Data extract:
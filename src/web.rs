use std::sync::Arc;

use anyhow::Result;
use axum::{
    Json, Router,
    extract::{DefaultBodyLimit, State, rejection::JsonRejection},
    http::StatusCode,
    routing::{get, post},
};
use serde::{Deserialize, Deserializer, Serialize, Serializer};
use tower_http::{services::ServeDir, trace::TraceLayer};

use crate::{
    config::AppConfig,
    dispatcher::{GenerationDispatcher, GenerationInput, GenerationStats},
    error::GenerateError,
    prompt::MAX_DESCRIPTION_CHARS,
    providers::ImageOutput,
    size::{AspectRatio, Quality},
    storage::ObjectStore,
};

/// Shared, read-only state behind every request
pub struct AppState {
    dispatcher: GenerationDispatcher,
}

impl AppState {
    pub fn new(config: &AppConfig, store: Arc<dyn ObjectStore>) -> Result<Self> {
        let client = reqwest::Client::builder()
            .timeout(config.request_timeout)
            .build()?;
        Ok(Self {
            dispatcher: GenerationDispatcher::new(config, client, store),
        })
    }
}

/// Inbound body of `POST /api/generate`
#[derive(Debug, Deserialize)]
pub struct GenerateRequest {
    #[serde(default)]
    pub prompt: String,
    #[serde(rename = "aspectRatio", default, deserialize_with = "lenient_token")]
    pub aspect_ratio: Option<String>,
    #[serde(default, deserialize_with = "lenient_token")]
    pub quality: Option<String>,
    pub input_image: Option<String>,
}

#[derive(Debug, Serialize)]
pub struct GenerateResponse {
    pub success: bool,
    #[serde(rename = "imageUrl", serialize_with = "serialize_image")]
    pub image: ImageOutput,
    pub message: String,
    pub prompt: String,
    pub stats: GenerationStats,
}

/// Option tokens that are not strings are treated as absent, so they fall
/// back to defaults instead of failing the request
fn lenient_token<'de, D: Deserializer<'de>>(deserializer: D) -> Result<Option<String>, D::Error> {
    Ok(match serde_json::Value::deserialize(deserializer)? {
        serde_json::Value::String(token) => Some(token),
        _ => None,
    })
}

fn serialize_image<S: Serializer>(image: &ImageOutput, serializer: S) -> Result<S::Ok, S::Error> {
    serializer.serialize_str(&image.to_display_url())
}

pub fn router(config: &AppConfig, state: Arc<AppState>) -> Router {
    let router = Router::new()
        .route(
            "/api/generate",
            post(generate).layer(DefaultBodyLimit::max(config.body_limit_bytes)),
        )
        .route("/health", get(health))
        .with_state(state);

    let router = match &config.static_dir {
        Some(dir) => router.fallback_service(ServeDir::new(dir)),
        None => router,
    };
    router.layer(TraceLayer::new_for_http())
}

async fn health() -> &'static str {
    "ok"
}

fn validate(request: GenerateRequest) -> Result<GenerationInput, GenerateError> {
    let description = request.prompt.trim().to_string();
    let input_image = request
        .input_image
        .filter(|value| !value.trim().is_empty());

    if description.is_empty() && input_image.is_none() {
        return Err(GenerateError::Validation(
            "Please enter a scene description or upload a reference image".to_string(),
        ));
    }
    if description.chars().count() > MAX_DESCRIPTION_CHARS {
        return Err(GenerateError::Validation(format!(
            "The description is limited to {MAX_DESCRIPTION_CHARS} characters"
        )));
    }

    Ok(GenerationInput {
        description,
        aspect_ratio: AspectRatio::from_token(request.aspect_ratio.as_deref()),
        quality: Quality::from_token(request.quality.as_deref()),
        input_image,
    })
}

fn reject_body(rejection: JsonRejection) -> GenerateError {
    match rejection.status() {
        StatusCode::PAYLOAD_TOO_LARGE => GenerateError::PayloadTooLarge(rejection.body_text()),
        _ => GenerateError::Validation(rejection.body_text()),
    }
}

async fn generate(
    State(state): State<Arc<AppState>>,
    payload: Result<Json<GenerateRequest>, JsonRejection>,
) -> Result<Json<GenerateResponse>, GenerateError> {
    let Json(request) = payload.map_err(reject_body)?;
    let input = validate(request)?;

    tracing::info!(
        aspect_ratio = input.aspect_ratio.as_token(),
        quality = input.quality.as_str(),
        description_length = input.description.chars().count(),
        with_image = input.input_image.is_some(),
        "generation requested"
    );

    let outcome = state.dispatcher.dispatch(input).await?;
    Ok(Json(GenerateResponse {
        success: true,
        image: outcome.image,
        message: "Image generated".to_string(),
        prompt: outcome.prompt,
        stats: outcome.stats,
    }))
}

Task item: Return every entry verbatim.

Written solution:
filename src/web.rs
use std::sync::Arc;

use anyhow::Result;
use axum::{
    Json, Router,
    extract::{DefaultBodyLimit, State, rejection::JsonRejection},
    http::StatusCode,
    routing::{get, post},
};
use serde::{Deserialize, Deserializer, Serialize, Serializer};
use tower_http::{services::ServeDir, trace::TraceLayer};

use crate::{
    config::AppConfig,
    dispatcher::{GenerationDispatcher, GenerationInput, GenerationStats},
    error::GenerateError,
    prompt::MAX_DESCRIPTION_CHARS,
    providers::ImageOutput,
    size::{AspectRatio, Quality},
    storage::ObjectStore,
};

/// Shared, read-only state behind every request
pub struct AppState {
    dispatcher: GenerationDispatcher,
}

impl AppState {
    pub fn new(config: &AppConfig, store: Arc<dyn ObjectStore>) -> Result<Self> {
        let client = reqwest::Client::builder()
            .timeout(config.request_timeout)
            .build()?;
        Ok(Self {
            dispatcher: GenerationDispatcher::new(config, client, store),
        })
    }
}

/// Inbound body of `POST /api/generate`
#[derive(Debug, Deserialize)]
pub struct GenerateRequest {
    #[serde(default)]
    pub prompt: String,
    #[serde(rename = "aspectRatio", default, deserialize_with = "lenient_token")]
    pub aspect_ratio: Option<String>,
    #[serde(default, deserialize_with = "lenient_token")]
    pub quality: Option<String>,
    pub input_image: Option<String>,
}

#[derive(Debug, Serialize)]
pub struct GenerateResponse {
    pub success: bool,
    #[serde(rename = "imageUrl", serialize_with = "serialize_image")]
    pub image: ImageOutput,
    pub message: String,
    pub prompt: String,
    pub stats: GenerationStats,
}

/// Option tokens that are not strings are treated as absent, so they fall
/// back to defaults instead of failing the request
fn lenient_token<'de, D: Deserializer<'de>>(deserializer: D) -> Result<Option<String>, D::Error> {
    Ok(match serde_json::Value::deserialize(deserializer)? {
        serde_json::Value::String(token) => Some(token),
        _ => None,
    })
}

fn serialize_image<S: Serializer>(image: &ImageOutput, serializer: S) -> Result<S::Ok, S::Error> {
    serializer.serialize_str(&image.to_display_url())
}

pub fn router(config: &AppConfig, state: Arc<AppState>) -> Router {
    let router = Router::new()
        .route(
            "/api/generate",
            post(generate).layer(DefaultBodyLimit::max(config.body_limit_bytes)),
        )
        .route("/health", get(health))
        .with_state(state);

    let router = match &config.static_dir {
        Some(dir) => router.fallback_service(ServeDir::new(dir)),
        None => router,
    };
    router.layer(TraceLayer::new_for_http())
}

async fn health() -> &'static str {
    "ok"
}

fn validate(request: GenerateRequest) -> Result<GenerationInput, GenerateError> {
    let description = request.prompt.trim().to_string();
    let input_image = request
        .input_image
        .filter(|value| !value.trim().is_empty());

    if description.is_empty() && input_image.is_none() {
        return Err(GenerateError::Validation(
            "Please enter a scene description or upload a reference image".to_string(),
        ));
    }
    if description.chars().count() > MAX_DESCRIPTION_CHARS {
        return Err(GenerateError::Validation(format!(
            "The description is limited to {MAX_DESCRIPTION_CHARS} characters"
        )));
    }

    Ok(GenerationInput {
        description,
        aspect_ratio: AspectRatio::from_token(request.aspect_ratio.as_deref()),
        quality: Quality::from_token(request.quality.as_deref()),
        input_image,
    })
}

fn reject_body(rejection: JsonRejection) -> GenerateError {
    match rejection.status() {
        StatusCode::PAYLOAD_TOO_LARGE => GenerateError::PayloadTooLarge(rejection.body_text()),
        _ => GenerateError::Validation(rejection.body_text()),
    }
}

async fn generate(
    State(state): State<Arc<AppState>>,
    payload: Result<Json<GenerateRequest>, JsonRejection>,
) -> Result<Json<GenerateResponse>, GenerateError> {
    let Json(request) = payload.map_err(reject_body)?;
    let input = validate(request)?;

    tracing::info!(
        aspect_ratio = input.aspect_ratio.as_token(),
        quality = input.quality.as_str(),
        description_length = input.description.chars().count(),
        with_image = input.input_image.is_some(),
        "generation requested"
    );

    let outcome = state.dispatcher.dispatch(input).await?;
    Ok(Json(GenerateResponse {
        success: true,
        image: outcome.image,
        message: "Image generated".to_string(),
        prompt: outcome.prompt,
        stats: outcome.stats,
    }))
}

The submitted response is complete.